National Council on Disability Chairman Jonathan Young appointed a Council Member, Clyde Terry, to Chair an ad hoc group dubbed the “Subminimum Wage” Committee, made up of five Council Members and NCD staff. Seven states were selected for site visits: New York, Ohio, Vermont, South Dakota, Louisiana, Oregon and Washington – taking into account diversity, geography, states that had successfully converted and/or eliminated sheltered workshops and those that have not; states that have a large population of people with disabilities in sheltered settings and those that do not; suburban; urban; and rural settings. The Committee selected a cross-section of states and communities to get a detailed understanding of how employment programs work best and to identify the difficulties faced by workers with disabilities in gaining competitive integrated employment.
Using the same series of open-ended questions, each set of questions crafted for a specific group of stakeholders, the Committee interviewed advocates, supported employment providers, state policymakers; workers with disabilities, families, and providers of workshop programs. The Committee’s methodology is intended to help the Council advance recommendations to improve opportunities for adult workers with disabilities in competitive, integrated employment at fair wages.
The Council started its analysis and crafted its recommendations from the stakeholder level rather than the policy level. In other words, the Council’s preferred entry point is the lives of individual people with disabilities rather than a policy debate. . That conviction led to undertaking site visits and the interviews. The Council focused on identifying frameworks that will promote improved quality of life for individuals with disabilities, and particularly what individual people with disabilities believe better quality of life means for them.

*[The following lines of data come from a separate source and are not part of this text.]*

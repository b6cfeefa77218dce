mod common;

use common::{BASIC_CHAT, chat};
use poi_nav::{ColorTag, MemoryDom, NavConfig, Poi, outline_of};
use poi_dom::{DomNode, MemNode};
use std::cmp::Ordering;

fn outline(xml: &str) -> Vec<Poi<MemNode>> {
    let dom = MemoryDom::parse(xml).unwrap();
    outline_of(&dom, &NavConfig::default()).unwrap()
}

#[test]
fn building_twice_from_a_frozen_page_is_identical() {
    let dom = MemoryDom::parse(BASIC_CHAT).unwrap();
    let config = NavConfig::default();
    let first = outline_of(&dom, &config).unwrap();
    let second = outline_of(&dom, &config).unwrap();
    assert_eq!(first, second);
    assert_eq!(first.len(), 6);
}

#[test]
fn outline_follows_document_order() {
    let pois = outline(&chat(&[
        ("user", "Compare these"),
        (
            "assistant",
            r#"<h2>Intro</h2><table><tr><th>A</th></tr></table><pre><code>x</code></pre><h3>Deep</h3><div><h1>Top</h1><pre>y</pre></div>"#,
        ),
        ("assistant", "<pre><code class=\"language-rust\">fn main() {}</code></pre>"),
    ]));

    for (i, a) in pois.iter().enumerate() {
        for b in &pois[i + 1..] {
            let order = a.anchor.handle().compare_position(b.anchor.handle());
            assert_ne!(order, Some(Ordering::Greater), "{} must not follow {}", a.id, b.id);
        }
    }

    let ids: Vec<&str> = pois.iter().map(|p| p.id.as_str()).collect();
    assert_eq!(
        ids,
        vec![
            "msg_1_prompt",
            "msg_2_response",
            "msg_2_response_h2_1",
            "msg_2_response_table_1",
            "msg_2_response_code_1",
            "msg_2_response_h3_2",
            "msg_2_response_h1_3",
            "msg_2_response_code_2",
            "msg_3_response",
            "msg_3_response_code_1",
        ]
    );
    assert_eq!(pois[9].title, "rust: fn main() {}");
    assert_eq!(pois[3].title, "Table: A");
    assert_eq!(pois[7].title, "Code: y");
}

#[test]
fn long_first_lines_are_truncated_with_one_ellipsis() {
    let line = "x".repeat(150);
    let pois = outline(&chat(&[("user", &format!("{}\nsecond line", line))]));
    let title = &pois[0].title;
    assert_eq!(title.chars().count(), 101);
    assert!(title.starts_with(&"x".repeat(100)));
    assert!(title.ends_with('…'));
}

#[test]
fn exact_length_titles_are_not_truncated() {
    let line = "y".repeat(100);
    let pois = outline(&chat(&[("assistant", &line)]));
    assert_eq!(pois[0].title, line);
}

#[test]
fn custom_title_limits_apply() {
    let dom = MemoryDom::parse(&chat(&[("user", "abcdefghij")])).unwrap();
    let config = NavConfig {
        title_limit: 4,
        ..NavConfig::default()
    };
    let pois = outline_of(&dom, &config).unwrap();
    assert_eq!(pois[0].title, "abcd…");
}

#[test]
fn empty_chat_has_an_empty_outline() {
    assert!(outline(&chat(&[])).is_empty());
}

#[test]
fn auto_pick_prefers_unused_tags() {
    let used = [ColorTag::Sunrise, ColorTag::Sky, ColorTag::Ocean];
    let picked = ColorTag::auto_pick(used);
    assert!(!used.contains(&picked));
    assert_eq!(picked, ColorTag::Sunset);

    let all_once: Vec<ColorTag> = ColorTag::PALETTE.to_vec();
    let mut twice = all_once.clone();
    twice.extend(all_once.iter().filter(|t| **t != ColorTag::Violet));
    assert_eq!(ColorTag::auto_pick(twice), ColorTag::Violet);
}

#[test]
fn summaries_serialize_for_the_presentation_layer() {
    let pois = outline(BASIC_CHAT);
    let summary = pois[4].summary();
    let json = serde_json::to_value(&summary).unwrap();
    assert_eq!(json["id"], "msg_4_response_h1_1");
    assert_eq!(json["kind"], "heading");
    assert_eq!(json["parentId"], "msg_4_response");
    assert_eq!(json["depth"], 1);
    assert_eq!(json["marked"], false);
    assert!(json["colorTag"].is_null());
}
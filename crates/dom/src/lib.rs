//! # poi-dom
//!
//! The read side of the host page. Everything that extracts an outline is written
//! against [`DomNode`] and [`DomDocument`], so the same code runs on a live browser
//! DOM (see `poi-wasm`) and on [`MemoryDom`], an in-memory tree used natively and
//! in tests.
//!
//! - [`node`]: the node and document contracts
//! - [`order`]: document-order comparison and a stable document-order sort
//! - [`selector`]: a `nom` parser and matcher for the CSS subset the extractor needs
//! - [`memory`]: a mutable arena DOM that can be built from an XHTML snapshot

pub mod error;
pub mod memory;
pub mod node;
pub mod order;
pub mod selector;

pub use error::DomError;
pub use memory::{MemNode, MemoryDom};
pub use node::{DomDocument, DomNode, Overflow, ScrollBehavior};
pub use order::sort_in_document_order;
pub use selector::{SelectorList, parse_selector};
pub mod observer;
pub mod scheduler;
pub mod storage;
pub mod teardown;

pub use observer::{
    IntersectionCallback, IntersectionEntry, IntersectionObservation, MutationCallback,
    MutationKind, MutationRecord, ObserverHost, ResizeCallback,
};
pub use scheduler::{Scheduler, Task, TaskId};
pub use storage::{InMemoryStorage, KeyValueStorage, StorageError};
pub use teardown::Teardown;
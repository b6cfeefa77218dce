#![allow(dead_code)]

use poi_dom::{DomDocument, MemNode, MemoryDom, parse_selector};
use poi_nav::{Navigator, NavigatorBuilder};
use poi_observe::testing::{ManualScheduler, RecordingObservers};
use poi_traits::{InMemoryStorage, IntersectionEntry, MutationRecord};
use poi_types::{Rect, ScrollMetrics};
use std::rc::Rc;

pub const PAGE_URL: &str = "https://chat.example/c/42";

/// Two user and two assistant messages; the last reply has a heading and a
/// two-line Python block.
pub const BASIC_CHAT: &str = r#"<html><body>
<main style="overflow-y: auto">
<article data-message-author-role="user">How do I print?</article>
<article data-message-author-role="assistant">Use print.</article>
<article data-message-author-role="user">Show me.</article>
<article data-message-author-role="assistant"><p>Sure.</p><h1>Results</h1><pre><code class="language-python">print("hi")
print("bye")</code></pre></article>
</main>
<aside id="overlay"><ul/></aside>
</body></html>"#;

/// Builds a page with one `<article>` per `(role, inner xml)` pair inside a
/// scrollable `<main>`.
pub fn chat(messages: &[(&str, &str)]) -> String {
    let articles: String = messages
        .iter()
        .map(|(role, body)| format!(r#"<article data-message-author-role="{}">{}</article>"#, role, body))
        .collect();
    format!(
        r#"<html><body><main style="overflow-y: auto">{}</main><aside id="overlay"><ul/></aside></body></html>"#,
        articles
    )
}

pub fn find(dom: &MemoryDom, selector: &str) -> MemNode {
    dom.select_first(&parse_selector(selector).unwrap())
        .unwrap_or_else(|| panic!("no element matches '{}'", selector))
}

pub fn find_all(dom: &MemoryDom, selector: &str) -> Vec<MemNode> {
    dom.select_all(&parse_selector(selector).unwrap())
}

pub struct Harness {
    pub dom: MemoryDom,
    pub scheduler: Rc<ManualScheduler>,
    pub observers: Rc<RecordingObservers<MemNode>>,
    pub storage: Rc<InMemoryStorage>,
    pub navigator: Navigator<MemoryDom>,
}

pub fn harness(xml: &str) -> Harness {
    harness_with(xml, |builder, _| builder)
}

pub fn harness_with(
    xml: &str,
    configure: impl FnOnce(NavigatorBuilder<MemoryDom>, &MemoryDom) -> NavigatorBuilder<MemoryDom>,
) -> Harness {
    let _ = env_logger::builder().is_test(true).try_init();

    let dom = MemoryDom::parse(xml).unwrap().with_url(PAGE_URL);
    if let Some(main) = dom.select_first(&parse_selector("main").unwrap()) {
        main.set_rect(Rect::new(100.0, 0.0, 800.0, 500.0));
        main.set_scroll_metrics(ScrollMetrics::new(0.0, 2000.0, 500.0));
    }

    let scheduler = Rc::new(ManualScheduler::new());
    let observers = Rc::new(RecordingObservers::new());
    let storage = Rc::new(InMemoryStorage::new());

    let builder = Navigator::builder(dom.clone())
        .with_scheduler(scheduler.clone())
        .with_observers(observers.clone())
        .with_storage(storage.clone());
    let navigator = configure(builder, &dom).build().unwrap();

    Harness {
        dom,
        scheduler,
        observers,
        storage,
        navigator,
    }
}

impl Harness {
    pub fn container(&self) -> MemNode {
        find(&self.dom, "main")
    }

    pub fn ids(&self) -> Vec<String> {
        self.navigator
            .snapshot()
            .pois
            .iter()
            .map(|p| p.id.to_string())
            .collect()
    }

    pub fn active(&self) -> Option<String> {
        self.navigator.snapshot().active_poi_id.map(|id| id.to_string())
    }

    /// Appends a message element the way the host page does, and reports the
    /// node churn to the mutation watcher.
    pub fn append_message(&self, role: &str, body: &str) -> MemNode {
        let container = self.container();
        let article = container
            .append_fragment(&format!(
                r#"<article data-message-author-role="{}">{}</article>"#,
                role, body
            ))
            .unwrap();
        self.observers
            .fire_mutations(vec![MutationRecord::child_list(container, 1, 0)]);
        article
    }

    pub fn anchor(&self, id: &str) -> MemNode {
        self.navigator
            .snapshot()
            .poi(id)
            .unwrap_or_else(|| panic!("no poi '{}'", id))
            .anchor
            .handle()
            .clone()
    }

    pub fn visible(&self, id: &str, ratio: f64, top: f64) -> IntersectionEntry<MemNode> {
        IntersectionEntry {
            target: self.anchor(id),
            ratio,
            bounding_top: top,
        }
    }
}
use super::Navigator;
use poi_dom::{DomDocument, ScrollBehavior};
use poi_extract::scroll_into_view;
use poi_store::Annotate;
use poi_types::PoiId;

#[derive(Debug, Clone, Copy, PartialEq, Eq)]
pub enum Direction {
    Next,
    Previous,
}

impl<D: DomDocument + 'static> Navigator<D> {
    /// Makes the entry active and smoothly scrolls its anchor into view, a fixed
    /// margin below the container's top edge.
    ///
    /// Returns `false` (with a warning) when the entry, its anchor or the scroll
    /// container is gone.
    pub fn scroll_to_poi(&self, id: &str) -> bool {
        let snapshot = self.snapshot();
        let Some(poi) = snapshot.poi(id) else {
            log::warn!("scroll_to_poi: unknown poi '{}'", id);
            return false;
        };
        let Some(anchor) = poi.anchor.live() else {
            log::warn!("scroll_to_poi: anchor of '{}' is detached", id);
            return false;
        };
        let container = self
            .scroll_container()
            .or_else(|| self.inner.resolve_scroll_container());
        let Some(container) = container else {
            log::warn!("scroll_to_poi: no scroll container for '{}'", id);
            return false;
        };

        self.inner.store.set_active_poi_id(Some(poi.id.clone()));
        match scroll_into_view(
            &container,
            anchor,
            self.inner.config.scroll_margin_px,
            ScrollBehavior::Smooth,
        ) {
            Ok(_) => true,
            Err(err) => {
                log::error!("scroll_to_poi '{}' failed: {}", id, err);
                false
            }
        }
    }

    /// Moves to the adjacent entry and scrolls to it. Only marked entries are
    /// candidates while the marked-only filter is on. Without an active entry
    /// the first candidate is chosen.
    pub fn step(&self, direction: Direction) -> Option<PoiId> {
        let snapshot = self.snapshot();
        let candidates = snapshot.visible_pois();
        if candidates.is_empty() {
            return None;
        }

        let current = snapshot
            .active_poi_id
            .as_ref()
            .and_then(|active| candidates.iter().position(|p| &p.id == active));
        let index = match (current, direction) {
            (None, _) => 0,
            (Some(i), Direction::Next) => (i + 1).min(candidates.len() - 1),
            (Some(i), Direction::Previous) => i.saturating_sub(1),
        };

        let target = candidates[index].id.clone();
        log::debug!("step {:?}: {:?} -> {}", direction, snapshot.active_poi_id, target);
        self.scroll_to_poi(target.as_str());
        Some(target)
    }

    /// Toggles the mark on the active entry. `None` when nothing is active.
    pub fn toggle_active_marked(&self) -> Option<Annotate> {
        let Some(active) = self.snapshot().active_poi_id else {
            log::debug!("mark toggle ignored: no active poi");
            return None;
        };
        Some(self.inner.store.toggle_poi_marked(active.as_str()))
    }

    pub fn toggle_panel_collapsed(&self) -> bool {
        self.inner.store.toggle_panel_collapsed()
    }

    pub fn toggle_show_only_marked(&self) -> bool {
        self.inner.store.toggle_show_only_marked()
    }
}
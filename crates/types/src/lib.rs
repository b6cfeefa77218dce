pub mod color;
pub mod geometry;
pub mod ids;

pub use color::{ColorTag, UnknownColorTag};
pub use geometry::{Rect, ScrollMetrics};
pub use ids::PoiId;
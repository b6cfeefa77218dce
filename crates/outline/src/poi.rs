use poi_dom::DomNode;
use poi_types::{ColorTag, PoiId};
use serde::{Deserialize, Serialize};

#[derive(Debug, Clone, Copy, PartialEq, Eq, Hash, Serialize, Deserialize)]
#[serde(rename_all = "lowercase")]
pub enum PoiKind {
    Prompt,
    Response,
    Heading,
    Code,
    Table,
}

impl PoiKind {
    pub fn is_message(&self) -> bool {
        matches!(self, PoiKind::Prompt | PoiKind::Response)
    }
}

/// A non-owning reference to the host element an entry represents.
///
/// The host page owns the element and may remove it at any time, so the node is
/// only handed out after a liveness check.
#[derive(Debug, Clone, PartialEq)]
pub struct Anchor<N>(N);

impl<N: DomNode> Anchor<N> {
    pub fn new(node: N) -> Self {
        Self(node)
    }

    /// The element, if it is still attached to the document.
    pub fn live(&self) -> Option<&N> {
        self.0.is_connected().then_some(&self.0)
    }

    /// Identity comparison with a node the host handed back (an observer entry).
    pub fn is(&self, node: &N) -> bool {
        &self.0 == node
    }

    /// The handle without a liveness check, for ordering and identity only.
    pub fn handle(&self) -> &N {
        &self.0
    }
}

/// One outline entry.
#[derive(Debug, Clone, PartialEq)]
pub struct Poi<N> {
    pub id: PoiId,
    pub kind: PoiKind,
    pub title: String,
    pub anchor: Anchor<N>,
    /// The owning message entry; `None` for prompt/response entries.
    pub parent_id: Option<PoiId>,
    /// Indentation level: 0 for messages, the heading level for headings, 1 otherwise.
    pub depth: u8,
    pub marked: bool,
    pub color_tag: Option<ColorTag>,
}

impl<N: DomNode> Poi<N> {
    pub fn summary(&self) -> PoiSummary {
        PoiSummary {
            id: self.id.clone(),
            kind: self.kind,
            title: self.title.clone(),
            parent_id: self.parent_id.clone(),
            depth: self.depth,
            marked: self.marked,
            color_tag: self.color_tag,
        }
    }
}

/// The serializable part of a [`Poi`], handed to presentation layers.
#[derive(Debug, Clone, PartialEq, Serialize, Deserialize)]
#[serde(rename_all = "camelCase")]
pub struct PoiSummary {
    pub id: PoiId,
    pub kind: PoiKind,
    pub title: String,
    pub parent_id: Option<PoiId>,
    pub depth: u8,
    pub marked: bool,
    pub color_tag: Option<ColorTag>,
}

NCD’s primary constituents are individuals with disabilities. In this context, that meant focusing primarily on individuals with intellectual and developmental disabilities (ID/DD). The Committee has ensured their voices received priority and have resisted the assumption that parents, siblings, and providers speak for these adults. Adults who experience ID/DD have a long history of others claiming to speak for their interests. While they care deeply, we, as NCD, seek to ensure that this population of adults is empowered to speak for themselves. We are mindful of the slogan adopted by those in the disability community who successfully negotiated the first human rights treaty of the 21st century, the Convention on the Rights of Persons with Disabilities – “Nothing about us, without us.”